Editors note: excellent.
WASHINGTON (Reuters) - President Donald Trump said on Thursday he did not plan to meet with Chinese President Xi Jinping before a March 1 deadline set by the two countries to achieve a trade deal.
[Jeff Mason, Steve Holland | February 7, 2019 | Reuters ]
U.S. President Donald Trump and China's President Xi Jinping chat as they walk along the front patio of the Mar-a-Lago estate after a bilateral meeting in Palm Beach, Florida, U.S., April 7, 2017. REUTERS/Carlos Barria
Asked by a reporter whether there would be a meeting before the deadline, Trump said: “No.”
When asked whether there would be a meeting in the next month or so, Trump said: “Not yet. Maybe.”
The remarks confirmed comments from administration officials who said the two men were unlikely to meet before the deadline, dampening hopes of a quick trade pact and sparking a drop in U.S stock markets. Trump has said previously he would need to meet with Xi to seal a final deal.
Late last year China and the United States agreed to take a 90-day hiatus in their trade war to negotiate an agreement. Another round of talks is scheduled for next week in Beijing.
White House economic adviser Larry Kudlow told reporters that the leaders of the two economic superpowers could still meet at a later date.
“At some point the two presidents will meet, that is what Mr. Trump has been saying. But that is off in the distance still at the moment,” he said.
The news prompted a sharp selloff in U.S. stocks, dashing the optimism that had been building that the countries were progressing toward a deal before tariffs on Chinese imports rise to 25 percent after the March 1 deadline.
The S&P 500 Index tumbled to its low of the day, down 1.6 percent in its biggest drop in more than a month. Treasury bond yields dropped as investors sought safety in sovereign U.S. debt. The benchmark 10-year yield slid 4 basis points to 2.66 percent, the lowest in nearly a week.
“I could see where that would impact the markets because obviously we had a lift in the month of January from optimism surrounding these trade talks,” said Peter Jankovskis, co-chief investment officer at OakBrook Investments LLC in Lisle, Illinois.
U.S. Trade Representative Robert Lighthizer and U.S. Treasury Secretary Steven Mnuchin are leaving for talks in China on Monday, one of the administration officials said.

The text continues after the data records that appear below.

//! `HealthProbe`: the external collaborator that issues liveness checks
//! against named endpoints (C3). `HealthSnapshot` is the shared result
//! type consumed by both `GPUHandoffCoordinator` (verifying a newly
//! started worker) and `HealthWatchdog` (routing decisions).

use async_trait::async_trait;
use chrono::{DateTime, Utc};
use parking_lot::Mutex;
use serde::{Deserialize, Serialize};
use std::collections::HashMap;
use std::time::{Duration, Instant};

#[derive(Debug, Clone, Serialize, Deserialize)]
pub enum HealthOutcome {
    Http(u16),
    Error(String),
}

/// Result of one liveness check against one target.
#[derive(Debug, Clone, Serialize, Deserialize)]
pub struct HealthSnapshot {
    pub target: String,
    pub ok: bool,
    pub latency_ms: u64,
    pub observed_at: DateTime<Utc>,
    pub outcome: HealthOutcome,
}

impl HealthSnapshot {
    /// 2xx/3xx are successes; 5xx and timeouts/connection errors are
    /// failures; other 4xx count as successes (the endpoint is
    /// reachable) — per the watchdog's failure semantics.
    pub fn from_http_status(target: impl Into<String>, status: u16, latency_ms: u64) -> Self {
        let ok = status < 500;
        Self {
            target: target.into(),
            ok,
            latency_ms,
            observed_at: Utc::now(),
            outcome: HealthOutcome::Http(status),
        }
    }

    pub fn from_error(target: impl Into<String>, error: impl Into<String>, latency_ms: u64) -> Self {
        Self {
            target: target.into(),
            ok: false,
            latency_ms,
            observed_at: Utc::now(),
            outcome: HealthOutcome::Error(error.into()),
        }
    }
}

/// Issues a liveness check against a named endpoint, bounded by the
/// caller-supplied timeout. Implementations dial real HTTP endpoints in
/// production; this crate only provides a scripted double for tests.
#[async_trait]
pub trait HealthProbe: Send + Sync {
    async fn check(&self, target: &str, timeout: Duration) -> HealthSnapshot;
}

/// A double whose responses for each target are pre-scripted by the
/// caller — pops one `HealthSnapshot` per call, repeating the last
/// scripted value once its queue is exhausted. Used by `gaia-handoff`
/// and `gaia-ha`'s own test suites as well as `gaia-tests`' scenarios.
#[derive(Default)]
pub struct ScriptedHealthProbe {
    scripts: Mutex<HashMap<String, Vec<HealthOutcome>>>,
}

impl ScriptedHealthProbe {
    pub fn new() -> Self {
        Self::default()
    }

    pub fn script(&self, target: &str, outcomes: Vec<HealthOutcome>) {
        self.scripts.lock().insert(target.to_string(), outcomes);
    }

    pub fn always_healthy(&self, target: &str) {
        self.script(target, vec![HealthOutcome::Http(200)]);
    }

    pub fn always_failing(&self, target: &str, status: u16) {
        self.script(target, vec![HealthOutcome::Http(status)]);
    }
}

#[async_trait]
impl HealthProbe for ScriptedHealthProbe {
    async fn check(&self, target: &str, _timeout: Duration) -> HealthSnapshot {
        let mut scripts = self.scripts.lock();
        let outcome = match scripts.get_mut(target) {
            Some(queue) if queue.len() > 1 => queue.remove(0),
            Some(queue) => queue[0].clone(),
            None => HealthOutcome::Error("no script configured".to_string()),
        };
        match outcome {
            HealthOutcome::Http(status) => HealthSnapshot::from_http_status(target, status, 1),
            HealthOutcome::Error(msg) => HealthSnapshot::from_error(target, msg, 1),
        }
    }
}

/// Production `HealthProbe`: a GET against `target`, with a short connect
/// timeout layered under the caller's overall request timeout so a
/// half-open connection doesn't eat the whole watchdog tick. One client
/// is built once and shared across every call rather than per-request.
pub struct ReqwestHealthProbe {
    client: reqwest::Client,
}

impl ReqwestHealthProbe {
    pub fn new(connect_timeout: Duration) -> Self {
        Self {
            client: reqwest::Client::builder()
                .connect_timeout(connect_timeout)
                .build()
                .expect("failed to build HTTP client"),
        }
    }
}

impl Default for ReqwestHealthProbe {
    /// Three-second connect timeout, matching `WatchdogConfig`'s default.
    fn default() -> Self {
        Self::new(Duration::from_secs(3))
    }
}

#[async_trait]
impl HealthProbe for ReqwestHealthProbe {
    async fn check(&self, target: &str, timeout: Duration) -> HealthSnapshot {
        let started = Instant::now();
        let result = self.client.get(target).timeout(timeout).send().await;
        let latency_ms = started.elapsed().as_millis() as u64;
        match result {
            Ok(response) => HealthSnapshot::from_http_status(target, response.status().as_u16(), latency_ms),
            Err(e) => HealthSnapshot::from_error(target, e.to_string(), latency_ms),
        }
    }
}
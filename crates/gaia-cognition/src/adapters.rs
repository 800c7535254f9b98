//! Stand-ins for the collaborators whose real implementations live
//! outside this core's boundary: what a fast-path reply actually says,
//! what a forced checkpoint actually snapshots, and how GPU/CPU
//! utilization is actually read. Production deployments wire their own
//! implementations of these traits in; these exist so the binary boots
//! and its HTTP surface is exercisable on its own.

use async_trait::async_trait;
use gaia_proto::model::QueuedMessage;
use gaia_resource::ResourceSample;
use gaia_sleep::FastResponder;
use tracing::info;

/// Logs the message it would have answered instead of dispatching it
/// anywhere. The actual fast-path reply generation is out of scope here;
/// this just proves the dispatch wiring works end to end.
pub struct LoggingFastResponder;

#[async_trait]
impl FastResponder for LoggingFastResponder {
    async fn respond(&self, review_context: Option<&str>, message: &QueuedMessage) {
        info!(
            session = %message.session_id,
            has_review_context = review_context.is_some(),
            "fast-path responder dispatched (no real responder configured)"
        );
    }
}

/// Always reports a flat, unremarkable utilization sample. A real reader
/// (e.g. one backed by `nvidia-smi` or `/proc/stat`) is a deployment
/// concern, not this core's — this exists only so a real GPU/CPU reader
/// can be swapped in behind the same trait later.
pub struct NoopResourceSampler;

#[async_trait]
impl gaia_resource::ResourceSampler for NoopResourceSampler {
    async fn sample(&self) -> ResourceSample {
        ResourceSample { gpu_util_pct: 0.0, cpu_util_pct: 0.0, gpu_mem_used_mb: 0, sampled_at: chrono::Utc::now() }
    }
}

/// Snapshots an empty session: the conversational/session state a real
/// checkpoint should contain is produced entirely outside this core's
/// boundary. Persisting an empty string still exercises the checkpoint
/// write path end to end.
pub struct EmptyContextProvider;

#[async_trait]
impl gaia_gateway::cognition::ContextProvider for EmptyContextProvider {
    async fn snapshot(&self) -> String {
        String::new()
    }
}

The United States is pressing China to make major reforms, including on structural issues related to how it treats U.S. companies doing business there. Washington accuses China of stealing U.S. intellectual property and forcing American companies to share their technology. China denies the accusations.
Trump said in his State of the Union address on Tuesday that any new trade deal with Beijing “must include real, structural change to end unfair trade practices.”
Such reforms have been a sticking point in talks so far.
Lighthizer told reporters at the conclusion of a round of talks in Washington last week that the two leaders may not meet if the negotiations had not progressed sufficiently.
“If we don’t make headway between now and then, my advice would be we can’t fit. But if we do make headway, and the president thinks we’re close enough that he can close the deal on major issues, then I think he’ll want to have a meeting and do that,” he told reporters. “I have complete confidence in the president, both to close a deal if we get to that point, but also to make that judgment.”
Trump has vowed to increase U.S. tariffs on $200 billion worth of Chinese imports to 25 percent from 10 percent currently if the two sides cannot reach a deal by 12:01 a.m. (0501 GMT) on March 2.
CNBC reported that the tariffs were likely to remain at the 10 percent rate. Three sources familiar with the matter indicated that report was wrong. The president has said repeatedly that the tariffs would go up if no deal has been reached, and that position has not changed, one source said.
Lighthizer said last week that tariffs had not been a subject of the talks.